About this exercise →
Of the records that follow, copy only the lines from the line containing "Compilation stops at" to the line containing "#[derive(Clone, Debug)]", both included, exactly as written.

Information supplied →
┌──

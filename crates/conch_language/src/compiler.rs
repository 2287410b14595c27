//! Compiler from syntax tree to op tree.
//!
//! `Compiler` holds what outlives a single call: the builtin registry and
//! the options. Everything that changes while compiling (the scope stack
//! and capture sets) lives in a `CompileUnit` created at the top of each
//! call and dropped at the end, so one `Compiler` can be shared freely.
//!
//! Compilation stops at the first error. Errors carry the script name,
//! the source text and the byte offset of the offending node.

use std::collections::HashMap;
use std::sync::Arc;

use conch_foundation::{Error, Result, Type};
use tracing::{debug, trace};

use crate::ast::{
    Chunk, ClosureNode, Compound, Form, Pipeline, Primary, PrimaryKind, Redir, Spaced, Subscript,
};
use crate::builtins::Builtins;
use crate::op::{
    ChunkOp, ClosureOp, FormOp, MAX_FD, PipelineOp, PortTable, ValuesOp, combine_chan_capture,
    combine_chunk, combine_closure, combine_compound, combine_form, combine_pipeline,
    combine_ports, combine_spaced, combine_status_capture, combine_subscript, combine_table,
    make_string, make_var,
};
use crate::options::CompileOptions;
use crate::port::PortOp;
use crate::resolver::{CommandResolution, Resolved};
use crate::scope::{CaptureSet, ScopeStack};
use crate::span::{Site, Span};

/// Compiles syntax trees against a fixed builtin registry and options.
#[derive(Clone, Debug)]
pub struct Compiler {
    builtins: Builtins,
    options: CompileOptions,
}

impl Default for Compiler {
    fn default() -> Self {
        Self::new()
    }
}

impl Compiler {
    /// Creates a compiler with the standard builtins and default options.
    #[must_use]
    pub fn new() -> Self {
        Self::with_builtins(Builtins::standard())
    }

    /// Creates a compiler with a custom builtin registry.
    #[must_use]
    pub fn with_builtins(builtins: Builtins) -> Self {
        Self {
            builtins,
            options: CompileOptions::default(),
        }
    }

    /// Builder method to set the options.
    #[must_use]
    pub fn with_options(mut self, options: CompileOptions) -> Self {
        self.options = options;
        self
    }

    /// The builtin registry.
    #[must_use]
    pub fn builtins(&self) -> &Builtins {
        &self.builtins
    }

    /// The options.
    #[must_use]
    pub fn options(&self) -> &CompileOptions {
        &self.options
    }

    /// Compiles a chunk.
    ///
    /// `name` and `text` are only used for diagnostics. `root` holds the
    /// names visible before the script runs; references to them are not
    /// captures.
    ///
    /// # Errors
    ///
    /// Returns the first user error found: an undefined variable, a bad
    /// command word or a special form rejecting its syntax.
    pub fn compile(
        &self,
        name: &str,
        text: &str,
        chunk: &Chunk,
        root: &HashMap<String, Type>,
    ) -> Result<ChunkOp> {
        debug!(script = name, pipelines = chunk.pipelines.len(), "compiling");
        let mut unit = CompileUnit::new(name, text, &self.builtins, &self.options, root.clone());
        let op = unit.compile_chunk(chunk)?;
        debug!(script = name, forms = op.forms().count(), "compiled");
        Ok(op)
    }
}

/// Compiles a chunk with the standard builtins and default options.
///
/// # Errors
///
/// See [`Compiler::compile`].
pub fn compile(
    name: &str,
    text: &str,
    chunk: &Chunk,
    root: &HashMap<String, Type>,
) -> Result<ChunkOp> {
    Compiler::new().compile(name, text, chunk, root)
}

/// State for one compile call.
///
/// Special forms receive the unit so they can compile operands and manage
/// bindings themselves.
#[derive(Debug)]
pub struct CompileUnit<'a> {
    script: Arc<str>,
    text: Arc<str>,
    pub(crate) builtins: &'a Builtins,
    options: &'a CompileOptions,
    scopes: ScopeStack,
}

impl<'a> CompileUnit<'a> {
    /// Creates a unit whose root frame holds `root`.
    #[must_use]
    pub fn new(
        name: &str,
        text: &str,
        builtins: &'a Builtins,
        options: &'a CompileOptions,
        root: HashMap<String, Type>,
    ) -> Self {
        Self {
            script: name.into(),
            text: text.into(),
            builtins,
            options,
            scopes: ScopeStack::new(root),
        }
    }

    /// The options in effect.
    #[must_use]
    pub fn options(&self) -> &CompileOptions {
        self.options
    }

    /// Resolves a variable, recording a capture if it comes from an
    /// enclosing closure frame.
    pub fn resolve_variable(&mut self, name: &str) -> Option<Type> {
        self.scopes.resolve(name)
    }

    /// Binds `name` in the innermost frame.
    pub fn bind(&mut self, name: impl Into<String>, ty: Type) {
        self.scopes.bind(name, ty);
    }

    /// Removes `name` from the innermost frame, returning its type.
    pub fn unbind(&mut self, name: &str) -> Option<Type> {
        self.scopes.unbind(name)
    }

    /// Returns true if `name` is bound in the innermost frame.
    #[must_use]
    pub fn has_local(&self, name: &str) -> bool {
        self.scopes.has_local(name)
    }

    /// Captures recorded so far by the closure being compiled.
    #[must_use]
    pub fn captures(&self) -> &CaptureSet {
        self.scopes.captures()
    }

    /// `span` located in this script.
    #[must_use]
    pub fn site(&self, span: Span) -> Site {
        Site::new(Arc::clone(&self.script), Arc::clone(&self.text), span)
    }

    /// Attaches this script's location to `err`, unless it already has one.
    #[must_use]
    pub fn error_at(&self, span: Span, err: Error) -> Error {
        if err.context.is_some() {
            return err;
        }
        err.with_context(self.site(span).context())
    }

    /// Compiles pipelines in the current frame.
    ///
    /// # Errors
    ///
    /// Propagates the first error from any pipeline.
    pub fn compile_chunk(&mut self, chunk: &Chunk) -> Result<ChunkOp> {
        let pipelines = chunk
            .pipelines
            .iter()
            .map(|p| self.compile_pipeline(p))
            .collect::<Result<Vec<_>>>()?;
        Ok(combine_chunk(pipelines))
    }

    /// Compiles a closure body in a fresh frame.
    ///
    /// Returns the closure op and the names it captured. The caller decides
    /// whether to re-offer those names to its own frame.
    ///
    /// # Errors
    ///
    /// Propagates the first error in the body.
    pub fn compile_closure(&mut self, node: &ClosureNode) -> Result<(ClosureOp, CaptureSet)> {
        self.scopes.push();
        for param in &node.params {
            self.scopes.bind(param.clone(), Type::Any);
        }
        let body = self.compile_chunk(&node.chunk);
        let captures = self.scopes.pop().unwrap_or_default();
        let body = body?;
        trace!(
            params = node.params.len(),
            captures = captures.len(),
            "compiled closure"
        );
        let op = combine_closure(
            node.params.clone(),
            body,
            captures.clone(),
            self.site(node.span),
        );
        Ok((op, captures))
    }

    /// Compiles the stages of a pipeline.
    ///
    /// # Errors
    ///
    /// Propagates the first error from any stage.
    pub fn compile_pipeline(&mut self, pipeline: &Pipeline) -> Result<PipelineOp> {
        let stages = pipeline
            .forms
            .iter()
            .map(|f| self.compile_form(f))
            .collect::<Result<Vec<_>>>()?;
        Ok(combine_pipeline(stages, pipeline.span))
    }

    /// Compiles one form.
    ///
    /// The command word is checked and compiled first, then redirections,
    /// then arguments (or the special form's own syntax).
    ///
    /// # Errors
    ///
    /// Returns `BadCommand` if the command word is neither a bare string
    /// nor a closure literal, and propagates errors from redirections,
    /// arguments and special forms.
    pub fn compile_form(&mut self, form: &Form) -> Result<FormOp> {
        if form.command.is_closure_literal() {
            let command = self.compile_compound(&form.command)?;
            let ports = self.compile_redirs(&form.redirs)?;
            let args = self.compile_spaced(&form.args)?;
            return Ok(combine_form(
                command,
                Some(args),
                ports,
                CommandResolution::Closure,
                form.span,
            ));
        }

        let Some(name) = form.command.as_bare_string() else {
            return Err(self.error_at(form.command.span, Error::bad_command()));
        };
        let command = make_string(name);
        let resolved = self.resolve_command(name);
        let ports = self.compile_redirs(&form.redirs)?;
        let (args, resolution) = match resolved {
            Resolved::Special(special) => {
                let op = special.compile(self, form)?;
                (None, CommandResolution::BuiltinSpecial { special, op })
            }
            Resolved::UserFunction => (
                Some(self.compile_spaced(&form.args)?),
                CommandResolution::UserFunction,
            ),
            Resolved::Function(function) => (
                Some(self.compile_spaced(&form.args)?),
                CommandResolution::BuiltinFunction(function),
            ),
            Resolved::External => (
                Some(self.compile_spaced(&form.args)?),
                CommandResolution::External,
            ),
        };
        Ok(combine_form(command, args, ports, resolution, form.span))
    }

    fn compile_redirs(&mut self, redirs: &[Redir]) -> Result<PortTable> {
        let ports = redirs
            .iter()
            .map(|r| self.compile_redir(r))
            .collect::<Result<Vec<_>>>()?;
        combine_ports(ports, self.options.unset_ports)
    }

    /// Compiles a redirection into the fd it configures and its port op.
    ///
    /// # Errors
    ///
    /// Returns `BadRedirection` if either descriptor is above [`MAX_FD`],
    /// and propagates errors from the filename expression.
    pub fn compile_redir(&mut self, redir: &Redir) -> Result<(usize, PortOp)> {
        let old_fd = match redir {
            Redir::Fd { old_fd, .. } => Some(*old_fd),
            _ => None,
        };
        if let Some(fd) = std::iter::once(redir.fd())
            .chain(old_fd)
            .find(|fd| *fd > MAX_FD)
        {
            return Err(self.error_at(
                redir.span(),
                Error::bad_redirection(fd, format!("fd must be at most {MAX_FD}")),
            ));
        }

        let op = match redir {
            Redir::Close { .. } => PortOp::Close,
            Redir::Fd { old_fd, .. } => PortOp::Dup { old_fd: *old_fd },
            Redir::File {
                mode,
                filename,
                span,
                ..
            } => PortOp::File {
                filename: self.compile_compound(filename)?,
                mode: *mode,
                file_mode: self.options.file_mode,
                site: self.site(*span),
            },
        };
        Ok((redir.fd(), op))
    }

    /// Compiles words into one op that yields all their values in order.
    ///
    /// # Errors
    ///
    /// Propagates the first error from any word.
    pub fn compile_compounds(&mut self, compounds: &[Compound]) -> Result<ValuesOp> {
        let ops = compounds
            .iter()
            .map(|c| self.compile_compound(c))
            .collect::<Result<Vec<_>>>()?;
        Ok(combine_spaced(ops))
    }

    /// Compiles space-separated words.
    ///
    /// # Errors
    ///
    /// Propagates the first error from any word.
    pub fn compile_spaced(&mut self, spaced: &Spaced) -> Result<ValuesOp> {
        self.compile_compounds(&spaced.compounds)
    }

    /// Compiles a word, expanding its sigil if it has one.
    ///
    /// A sigiled word `@foo` becomes the output of running the command
    /// named `@` with the word's value as its only argument.
    ///
    /// # Errors
    ///
    /// Propagates errors from the word's parts. A sigil that names a
    /// special form is a `BadSpecialForm` error.
    pub fn compile_compound(&mut self, compound: &Compound) -> Result<ValuesOp> {
        let parts = compound
            .subscripts
            .iter()
            .map(|s| self.compile_subscript(s))
            .collect::<Result<Vec<_>>>()?;
        let value = combine_compound(parts);
        match compound.sigil {
            None => Ok(value),
            Some(sigil) => self.expand_sigil(sigil, value, compound.span),
        }
    }

    fn expand_sigil(&mut self, sigil: char, value: ValuesOp, span: Span) -> Result<ValuesOp> {
        let name = sigil.to_string();
        let resolution = match self.resolve_command(&name) {
            Resolved::Special(special) => {
                return Err(self.error_at(
                    span,
                    Error::bad_special_form(special.name(), "cannot be used as a sigil"),
                ));
            }
            Resolved::UserFunction => CommandResolution::UserFunction,
            Resolved::Function(function) => CommandResolution::BuiltinFunction(function),
            Resolved::External => CommandResolution::External,
        };
        trace!(%sigil, kind = ?resolution.kind(), "expanded sigil");
        let stage = combine_form(
            make_string(&name),
            Some(value),
            PortTable::empty(self.options.unset_ports),
            resolution,
            span,
        );
        Ok(combine_chan_capture(combine_pipeline(vec![stage], span)))
    }

    /// Compiles `left[right]`, or just `left` when there is no index.
    ///
    /// # Errors
    ///
    /// Propagates errors from either side.
    pub fn compile_subscript(&mut self, subscript: &Subscript) -> Result<ValuesOp> {
        let left = self.compile_primary(&subscript.left)?;
        match &subscript.right {
            None => Ok(left),
            Some(right) => {
                let index = self.compile_compound(right)?;
                Ok(combine_subscript(left, index, subscript.left.span, right.span))
            }
        }
    }

    /// Compiles a primary expression.
    ///
    /// # Errors
    ///
    /// Returns `UndefinedVariable` for a name bound in no visible frame,
    /// and propagates errors from nested nodes.
    pub fn compile_primary(&mut self, primary: &Primary) -> Result<ValuesOp> {
        match &primary.kind {
            PrimaryKind::String(text) => Ok(make_string(text)),
            PrimaryKind::Variable(name) => {
                if self.resolve_variable(name).is_none() {
                    return Err(
                        self.error_at(primary.span, Error::undefined_variable(name.as_str()))
                    );
                }
                Ok(make_var(name, primary.span))
            }
            PrimaryKind::Table(table) => {
                let list = self.compile_compounds(&table.list)?;
                let pairs = table
                    .dict
                    .iter()
                    .map(|(k, v)| Ok((self.compile_compound(k)?, self.compile_compound(v)?)))
                    .collect::<Result<Vec<_>>>()?;
                Ok(combine_table(list, pairs, primary.span))
            }
            PrimaryKind::Closure(node) => {
                let (op, captures) = self.compile_closure(node)?;
                self.scopes.inherit(&captures);
                Ok(ValuesOp::Closure(Arc::new(op)))
            }
            PrimaryKind::List(spaced) => self.compile_spaced(spaced),
            PrimaryKind::ChanCapture(pipeline) => {
                Ok(combine_chan_capture(self.compile_pipeline(pipeline)?))
            }
            PrimaryKind::StatusCapture(pipeline) => {
                Ok(combine_status_capture(self.compile_pipeline(pipeline)?))
            }
        }
    }
}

└──

Solution →
//! Compilation stops at the first error. Errors carry the script name,
//! the source text and the byte offset of the offending node.

use std::collections::HashMap;
use std::sync::Arc;

use conch_foundation::{Error, Result, Type};
use tracing::{debug, trace};

use crate::ast::{
    Chunk, ClosureNode, Compound, Form, Pipeline, Primary, PrimaryKind, Redir, Spaced, Subscript,
};
use crate::builtins::Builtins;
use crate::op::{
    ChunkOp, ClosureOp, FormOp, MAX_FD, PipelineOp, PortTable, ValuesOp, combine_chan_capture,
    combine_chunk, combine_closure, combine_compound, combine_form, combine_pipeline,
    combine_ports, combine_spaced, combine_status_capture, combine_subscript, combine_table,
    make_string, make_var,
};
use crate::options::CompileOptions;
use crate::port::PortOp;
use crate::resolver::{CommandResolution, Resolved};
use crate::scope::{CaptureSet, ScopeStack};
use crate::span::{Site, Span};

/// Compiles syntax trees against a fixed builtin registry and options.
#[derive(Clone, Debug)]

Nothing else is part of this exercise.